The following human rights are often affected by environmental harms:
Right to Life The right to life has extensive environmental links. It could be linked to any environmental disruption that directly contributed to the loss of lives – including to the mentioned air pollution causing 2.4 million deaths per year.
Right to Health This right, closely linked to the right to life, is often violated in cases of pollution of air, land or water.
Right to Water Although not specifically codified in an international treaty, (access to) water is more frequently invoked and accepted as a human right. It’s obviously linked to life and health.
Right to Food Due to the environmental disruption, the right to physical and economic access to adequate food, is progressively under pressure.
Right to Development Sustainable development recognises that environmentally destructive economic progress does not produce long-term societal progress.

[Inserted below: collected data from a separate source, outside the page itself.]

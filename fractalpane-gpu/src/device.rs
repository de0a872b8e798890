//! GPU device initialization and availability probing.

use crate::error::GpuError;

/// Holds the wgpu device and queue.
pub struct GpuContext {
    pub device: wgpu::Device,
    pub queue: wgpu::Queue,
}

/// Result of a GPU initialization attempt. Unavailability is an expected
/// outcome (headless CI, software-only hosts), not an error the caller has
/// to unwrap.
pub enum GpuAvailability {
    Available(GpuContext),
    Unavailable(String),
}

impl GpuContext {
    /// Attempt to initialize the GPU. Any failure degrades to `Unavailable`
    /// so the host can fall back to the scalar backend.
    pub async fn try_init() -> GpuAvailability {
        match Self::init_internal().await {
            Ok(ctx) => GpuAvailability::Available(ctx),
            Err(e) => {
                log::warn!("GPU initialization failed: {e}");
                GpuAvailability::Unavailable(e.to_string())
            }
        }
    }

    /// Blocking variant of [`try_init`](Self::try_init) for synchronous
    /// hosts and tests.
    pub fn try_init_blocking() -> GpuAvailability {
        pollster::block_on(Self::try_init())
    }

    async fn init_internal() -> Result<Self, GpuError> {
        let instance = wgpu::Instance::new(wgpu::InstanceDescriptor {
            backends: wgpu::Backends::all(),
            ..Default::default()
        });

        let adapter = instance
            .request_adapter(&wgpu::RequestAdapterOptions {
                power_preference: wgpu::PowerPreference::HighPerformance,
                compatible_surface: None,
                force_fallback_adapter: false,
            })
            .await
            .ok_or(GpuError::NoAdapter)?;

        log::info!("GPU adapter: {:?}", adapter.get_info());

        // A single fullscreen render pass needs nothing beyond the default
        // limits, which keeps WebGL2-class adapters usable.
        let (device, queue) = adapter
            .request_device(
                &wgpu::DeviceDescriptor {
                    label: Some("fractalpane"),
                    required_features: wgpu::Features::empty(),
                    required_limits: wgpu::Limits::default(),
                    memory_hints: Default::default(),
                },
                None,
            )
            .await?;

        Ok(Self { device, queue })
    }
}
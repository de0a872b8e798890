//! GPU frame rendering: the whole escape-time pipeline (mapping, iteration,
//! smooth coloring) runs per-pixel in a wgpu fragment shader, one
//! full-surface quad draw per render request.

mod device;
mod error;
mod renderer;
mod uniforms;

pub use device::{GpuAvailability, GpuContext};
pub use error::GpuError;
pub use renderer::{GpuRenderer, DEFAULT_GPU_MAX_ITERATIONS};
pub use uniforms::Uniforms;
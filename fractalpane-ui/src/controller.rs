//! View-state controller.
//!
//! Owns the authoritative [`ViewState`] and [`FractalParams`] and applies
//! input events to them. Every mutator reports whether the visible frame
//! went stale, so hosts know when to ask the scheduler for a new render.

use crate::events::InputEvent;
use fractalpane_core::{drag_delta, map_pixel, FractalFamily, FractalParams, RenderSnapshot, ViewState};

/// Multiplicative zoom factor per wheel notch.
pub const ZOOM_STEP: f64 = 1.1;
pub const MIN_ZOOM: f64 = 1e-3;
/// Past roughly 1e15 pixels per plane unit, f64 mapping runs out of
/// mantissa and adjacent pixels collapse onto the same plane point.
pub const MAX_ZOOM: f64 = 1e15;
pub const MIN_POWER: f64 = 0.5;
pub const MAX_POWER: f64 = 12.0;

pub struct Controller {
    view: ViewState,
    params: FractalParams,
    surface_width: u32,
    surface_height: u32,
    /// Last pointer position while a drag is active.
    drag_anchor: Option<(f64, f64)>,
}

impl Controller {
    /// Controller for a surface of the given size, viewing the default
    /// fitted Mandelbrot framing.
    pub fn new(surface_width: u32, surface_height: u32) -> Self {
        Self {
            view: ViewState::fit_to_surface(surface_height),
            params: FractalParams::default(),
            surface_width,
            surface_height,
            drag_anchor: None,
        }
    }

    pub fn view(&self) -> &ViewState {
        &self.view
    }

    pub fn params(&self) -> &FractalParams {
        &self.params
    }

    pub fn surface_size(&self) -> (u32, u32) {
        (self.surface_width, self.surface_height)
    }

    pub fn is_dragging(&self) -> bool {
        self.drag_anchor.is_some()
    }

    /// Everything a render needs, frozen at this instant.
    pub fn snapshot(&self) -> RenderSnapshot {
        RenderSnapshot::new(self.view, self.params)
    }

    /// Apply one input event. Returns `true` when the view or parameters
    /// changed and the frame on screen is stale.
    pub fn handle_event(&mut self, event: InputEvent) -> bool {
        match event {
            InputEvent::PointerDown { x, y } => {
                self.drag_anchor = Some((x, y));
                false
            }
            InputEvent::PointerMove { x, y } => match self.drag_anchor {
                Some((ax, ay)) => {
                    let (dx, dy) = (x - ax, y - ay);
                    self.drag_anchor = Some((x, y));
                    if dx == 0.0 && dy == 0.0 {
                        return false;
                    }
                    let (dox, doy) = drag_delta(dx, dy, &self.view);
                    self.view.offset_x += dox;
                    self.view.offset_y += doy;
                    true
                }
                None => false,
            },
            InputEvent::PointerUp | InputEvent::PointerLeave => {
                self.drag_anchor = None;
                false
            }
            InputEvent::Wheel { x, y, delta } => self.zoom_about(x, y, delta),
            InputEvent::SetFamily(family) => self.set_family(family),
            InputEvent::SetPower(power) => self.set_power(power),
            InputEvent::SetJuliaConstant { re, im } => self.set_julia_constant(re, im),
            InputEvent::Resize { width, height } => self.resize(width, height),
        }
    }

    /// Zoom by one step toward (negative `delta`) or away from (positive
    /// `delta`) the plane point under the pointer, which stays fixed under
    /// the pointer across the zoom.
    fn zoom_about(&mut self, x: f64, y: f64, delta: f64) -> bool {
        if delta == 0.0 {
            return false;
        }
        let new_zoom = if delta > 0.0 {
            self.view.zoom / ZOOM_STEP
        } else {
            self.view.zoom * ZOOM_STEP
        }
        .clamp(MIN_ZOOM, MAX_ZOOM);
        if new_zoom == self.view.zoom {
            return false;
        }

        let anchor = map_pixel(x, y, self.surface_width, self.surface_height, &self.view);
        self.view.zoom = new_zoom;
        let cx = self.surface_width as f64 / 2.0;
        let cy = self.surface_height as f64 / 2.0;
        self.view.offset_x = anchor.re - (x - cx) / new_zoom;
        self.view.offset_y = anchor.im - (y - cy) / new_zoom;
        log::trace!("zoom {:.4} px/unit about ({anchor:?})", new_zoom);
        true
    }

    /// Record a new surface size. The view is kept as-is: the plane point
    /// at the surface center and the scale both survive a resize, the
    /// surface just shows more or less of the plane.
    fn resize(&mut self, width: u32, height: u32) -> bool {
        if width == self.surface_width && height == self.surface_height {
            return false;
        }
        self.surface_width = width;
        self.surface_height = height;
        true
    }

    /// Switch fractal family, keeping the current view framing.
    pub fn set_family(&mut self, family: FractalFamily) -> bool {
        if self.params.family == family {
            return false;
        }
        self.params.family = family;
        true
    }

    /// Set the multibrot exponent, clamped to the supported range.
    pub fn set_power(&mut self, power: f64) -> bool {
        let power = power.clamp(MIN_POWER, MAX_POWER);
        if power == self.params.power {
            return false;
        }
        self.params.power = power;
        true
    }

    /// Set the Julia iteration constant.
    pub fn set_julia_constant(&mut self, re: f64, im: f64) -> bool {
        let constant = fractalpane_core::Complex::new(re, im);
        if constant == self.params.julia_constant {
            return false;
        }
        self.params.julia_constant = constant;
        true
    }

    /// Restore the default fitted framing for the current surface size.
    pub fn reset_view(&mut self) -> bool {
        let fitted = ViewState::fit_to_surface(self.surface_height);
        if fitted == self.view {
            return false;
        }
        self.view = fitted;
        true
    }
}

Right to Property With sea levels rising, more and more people living on islands and in coastal areas, have and will be deprived of (parts of) their property.
Right to Shelter and Housing When environmental degradation displaces individuals and communities or compels them to live in unhealthy, hazardous conditions.

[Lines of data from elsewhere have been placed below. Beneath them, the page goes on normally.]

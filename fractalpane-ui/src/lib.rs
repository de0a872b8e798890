//! Interaction layer: translates pointer, wheel, and control input into view
//! changes and coalesces the resulting render requests.

pub mod controller;
pub mod events;
pub mod scheduler;

pub use controller::{Controller, MAX_POWER, MAX_ZOOM, MIN_POWER, MIN_ZOOM, ZOOM_STEP};
pub use events::InputEvent;
pub use scheduler::{RenderBackend, RenderScheduler};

Right to information and Right to Participate These rights have elements of obtaining government-held information and government’s duty to apprise the people
Right to work Along with environmental disruption often comes deprivation of the right to work. An example would be industrial overfishing putting small local fishermen out of work.
Right to Culture, Family Life and Rights of Indigenous People The UN Declaration on the Rights of Indigenous Peoples, for the first time recognises the conservation and protection of the environment and resources as a human right.

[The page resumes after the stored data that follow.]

//! Full-screen quad renderer.
//!
//! Pipeline setup is a one-time scoped acquisition: WGSL compile + link run
//! inside a validation error scope, and any diagnostic makes construction
//! fail, so an unlinked pipeline can never be drawn with. Per render
//! request the only work is one uniform write and one draw call.

use crate::device::GpuContext;
use crate::error::GpuError;
use crate::uniforms::Uniforms;
use fractalpane_core::RenderSnapshot;
use wgpu::util::DeviceExt;

/// Iteration budget for the GPU backend. The fragment stage runs the whole
/// frame in parallel, so it affords more than the scalar default.
pub const DEFAULT_GPU_MAX_ITERATIONS: u32 = 500;

const TARGET_FORMAT: wgpu::TextureFormat = wgpu::TextureFormat::Rgba8Unorm;

/// Static full-screen quad, drawn as a two-triangle strip.
const QUAD_VERTICES: [[f32; 2]; 4] = [[-1.0, -1.0], [1.0, -1.0], [-1.0, 1.0], [1.0, 1.0]];

pub struct GpuRenderer {
    context: GpuContext,
    pipeline: wgpu::RenderPipeline,
    vertex_buffer: wgpu::Buffer,
    uniform_buffer: wgpu::Buffer,
    bind_group: wgpu::BindGroup,
    max_iterations: u32,
}

impl GpuRenderer {
    /// Compile and link the pipeline and acquire the static buffers.
    ///
    /// Returns `GpuError::PipelineCreation` with the validation diagnostic
    /// if the shader fails to compile or the pipeline fails to link.
    pub async fn new(context: GpuContext) -> Result<Self, GpuError> {
        let device = &context.device;

        device.push_error_scope(wgpu::ErrorFilter::Validation);

        let shader = device.create_shader_module(wgpu::ShaderModuleDescriptor {
            label: Some("fractalpane_shader"),
            source: wgpu::ShaderSource::Wgsl(include_str!("shader.wgsl").into()),
        });

        let bind_group_layout = device.create_bind_group_layout(&wgpu::BindGroupLayoutDescriptor {
            label: Some("fractalpane_bind_group_layout"),
            entries: &[wgpu::BindGroupLayoutEntry {
                binding: 0,
                visibility: wgpu::ShaderStages::FRAGMENT,
                ty: wgpu::BindingType::Buffer {
                    ty: wgpu::BufferBindingType::Uniform,
                    has_dynamic_offset: false,
                    min_binding_size: wgpu::BufferSize::new(std::mem::size_of::<Uniforms>() as u64),
                },
                count: None,
            }],
        });

        let pipeline_layout = device.create_pipeline_layout(&wgpu::PipelineLayoutDescriptor {
            label: Some("fractalpane_pipeline_layout"),
            bind_group_layouts: &[&bind_group_layout],
            push_constant_ranges: &[],
        });

        let vertex_attributes = wgpu::vertex_attr_array![0 => Float32x2];
        let pipeline = device.create_render_pipeline(&wgpu::RenderPipelineDescriptor {
            label: Some("fractalpane_pipeline"),
            layout: Some(&pipeline_layout),
            vertex: wgpu::VertexState {
                module: &shader,
                entry_point: Some("vs_main"),
                compilation_options: Default::default(),
                buffers: &[wgpu::VertexBufferLayout {
                    array_stride: std::mem::size_of::<[f32; 2]>() as u64,
                    step_mode: wgpu::VertexStepMode::Vertex,
                    attributes: &vertex_attributes,
                }],
            },
            fragment: Some(wgpu::FragmentState {
                module: &shader,
                entry_point: Some("fs_main"),
                compilation_options: Default::default(),
                targets: &[Some(wgpu::ColorTargetState {
                    format: TARGET_FORMAT,
                    blend: Some(wgpu::BlendState::REPLACE),
                    write_mask: wgpu::ColorWrites::ALL,
                })],
            }),
            primitive: wgpu::PrimitiveState {
                topology: wgpu::PrimitiveTopology::TriangleStrip,
                ..Default::default()
            },
            depth_stencil: None,
            multisample: wgpu::MultisampleState::default(),
            multiview: None,
            cache: None,
        });

        if let Some(error) = device.pop_error_scope().await {
            log::error!("pipeline setup failed: {error}");
            return Err(GpuError::PipelineCreation(error.to_string()));
        }

        let vertex_buffer = device.create_buffer_init(&wgpu::util::BufferInitDescriptor {
            label: Some("fractalpane_quad"),
            contents: bytemuck::cast_slice(&QUAD_VERTICES),
            usage: wgpu::BufferUsages::VERTEX,
        });

        let uniform_buffer = device.create_buffer(&wgpu::BufferDescriptor {
            label: Some("fractalpane_uniforms"),
            size: std::mem::size_of::<Uniforms>() as u64,
            usage: wgpu::BufferUsages::UNIFORM | wgpu::BufferUsages::COPY_DST,
            mapped_at_creation: false,
        });

        let bind_group = context.device.create_bind_group(&wgpu::BindGroupDescriptor {
            label: Some("fractalpane_bind_group"),
            layout: &bind_group_layout,
            entries: &[wgpu::BindGroupEntry {
                binding: 0,
                resource: uniform_buffer.as_entire_binding(),
            }],
        });

        Ok(Self {
            context,
            pipeline,
            vertex_buffer,
            uniform_buffer,
            bind_group,
            max_iterations: DEFAULT_GPU_MAX_ITERATIONS,
        })
    }

    /// Blocking constructor for synchronous hosts.
    pub fn new_blocking(context: GpuContext) -> Result<Self, GpuError> {
        pollster::block_on(Self::new(context))
    }

    pub fn set_max_iterations(&mut self, max_iterations: u32) {
        self.max_iterations = max_iterations;
    }

    pub fn max_iterations(&self) -> u32 {
        self.max_iterations
    }

    /// The output format render targets must use.
    pub fn target_format(&self) -> wgpu::TextureFormat {
        TARGET_FORMAT
    }

    /// Draw one frame into `target`. Atomic from the caller's perspective:
    /// the submitted pass covers every pixel of the surface.
    pub fn render_to_view(
        &self,
        target: &wgpu::TextureView,
        snapshot: &RenderSnapshot,
        width: u32,
        height: u32,
    ) {
        let uniforms = Uniforms::new(snapshot, width, height, self.max_iterations);
        self.context
            .queue
            .write_buffer(&self.uniform_buffer, 0, bytemuck::bytes_of(&uniforms));

        let mut encoder =
            self.context
                .device
                .create_command_encoder(&wgpu::CommandEncoderDescriptor {
                    label: Some("fractalpane_encoder"),
                });
        {
            let mut pass = encoder.begin_render_pass(&wgpu::RenderPassDescriptor {
                label: Some("fractalpane_pass"),
                color_attachments: &[Some(wgpu::RenderPassColorAttachment {
                    view: target,
                    resolve_target: None,
                    ops: wgpu::Operations {
                        load: wgpu::LoadOp::Clear(wgpu::Color::BLACK),
                        store: wgpu::StoreOp::Store,
                    },
                })],
                depth_stencil_attachment: None,
                timestamp_writes: None,
                occlusion_query_set: None,
            });
            pass.set_pipeline(&self.pipeline);
            pass.set_bind_group(0, &self.bind_group, &[]);
            pass.set_vertex_buffer(0, self.vertex_buffer.slice(..));
            pass.draw(0..QUAD_VERTICES.len() as u32, 0..1);
        }
        self.context.queue.submit(std::iter::once(encoder.finish()));
    }

    /// Render into an offscreen texture and read the pixels back as tightly
    /// packed RGBA8 rows. Headless path used by tests and hosts without a
    /// surface.
    pub async fn render_offscreen(
        &self,
        snapshot: &RenderSnapshot,
        width: u32,
        height: u32,
    ) -> Result<Vec<u8>, GpuError> {
        let texture = self.context.device.create_texture(&wgpu::TextureDescriptor {
            label: Some("fractalpane_offscreen"),
            size: wgpu::Extent3d {
                width,
                height,
                depth_or_array_layers: 1,
            },
            mip_level_count: 1,
            sample_count: 1,
            dimension: wgpu::TextureDimension::D2,
            format: TARGET_FORMAT,
            usage: wgpu::TextureUsages::RENDER_ATTACHMENT | wgpu::TextureUsages::COPY_SRC,
            view_formats: &[],
        });
        let view = texture.create_view(&wgpu::TextureViewDescriptor::default());

        self.render_to_view(&view, snapshot, width, height);

        // Texture-to-buffer copies need rows padded to the alignment.
        let unpadded_bytes_per_row = width * 4;
        let padded_bytes_per_row =
            unpadded_bytes_per_row.div_ceil(wgpu::COPY_BYTES_PER_ROW_ALIGNMENT)
                * wgpu::COPY_BYTES_PER_ROW_ALIGNMENT;

        let readback = self.context.device.create_buffer(&wgpu::BufferDescriptor {
            label: Some("fractalpane_readback"),
            size: padded_bytes_per_row as u64 * height as u64,
            usage: wgpu::BufferUsages::COPY_DST | wgpu::BufferUsages::MAP_READ,
            mapped_at_creation: false,
        });

        let mut encoder =
            self.context
                .device
                .create_command_encoder(&wgpu::CommandEncoderDescriptor {
                    label: Some("fractalpane_readback_encoder"),
                });
        encoder.copy_texture_to_buffer(
            texture.as_image_copy(),
            wgpu::ImageCopyBuffer {
                buffer: &readback,
                layout: wgpu::ImageDataLayout {
                    offset: 0,
                    bytes_per_row: Some(padded_bytes_per_row),
                    rows_per_image: Some(height),
                },
            },
            wgpu::Extent3d {
                width,
                height,
                depth_or_array_layers: 1,
            },
        );
        self.context.queue.submit(std::iter::once(encoder.finish()));

        let padded = self.read_buffer(&readback).await?;

        // Strip the row padding.
        let mut pixels = Vec::with_capacity((unpadded_bytes_per_row * height) as usize);
        for row in padded.chunks(padded_bytes_per_row as usize) {
            pixels.extend_from_slice(&row[..unpadded_bytes_per_row as usize]);
        }
        Ok(pixels)
    }

    async fn read_buffer(&self, buffer: &wgpu::Buffer) -> Result<Vec<u8>, GpuError> {
        let slice = buffer.slice(..);

        let (tx, rx) = futures_channel::oneshot::channel();
        slice.map_async(wgpu::MapMode::Read, move |result| {
            let _ = tx.send(result);
        });

        self.context.device.poll(wgpu::Maintain::Wait);

        rx.await
            .map_err(|_| GpuError::Unavailable("Channel closed".into()))?
            .map_err(GpuError::BufferMap)?;

        let data = {
            let view = slice.get_mapped_range();
            view.to_vec()
        };
        buffer.unmap();

        Ok(data)
    }
}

Rights and Equity, non-discrimination Where they have least contributed to the problems, impacts of climate change and other environmental harms are expected to be bigger on the poorer parts than in the more wealthier parts of the world.
Women and Children’s Rights Women and children are even more impacted by environmental disruption than men and because their immune systems have not fully been developed, children are vulnerable to toxics, bacterial and viral contamination.
These examples only provide a sampling of many connections between human rights and environmental protection. Other substantive areas that combine human rights and environmental considerations include humanitarian law, environmental refugees issues and the effects of development projects funded by development banks.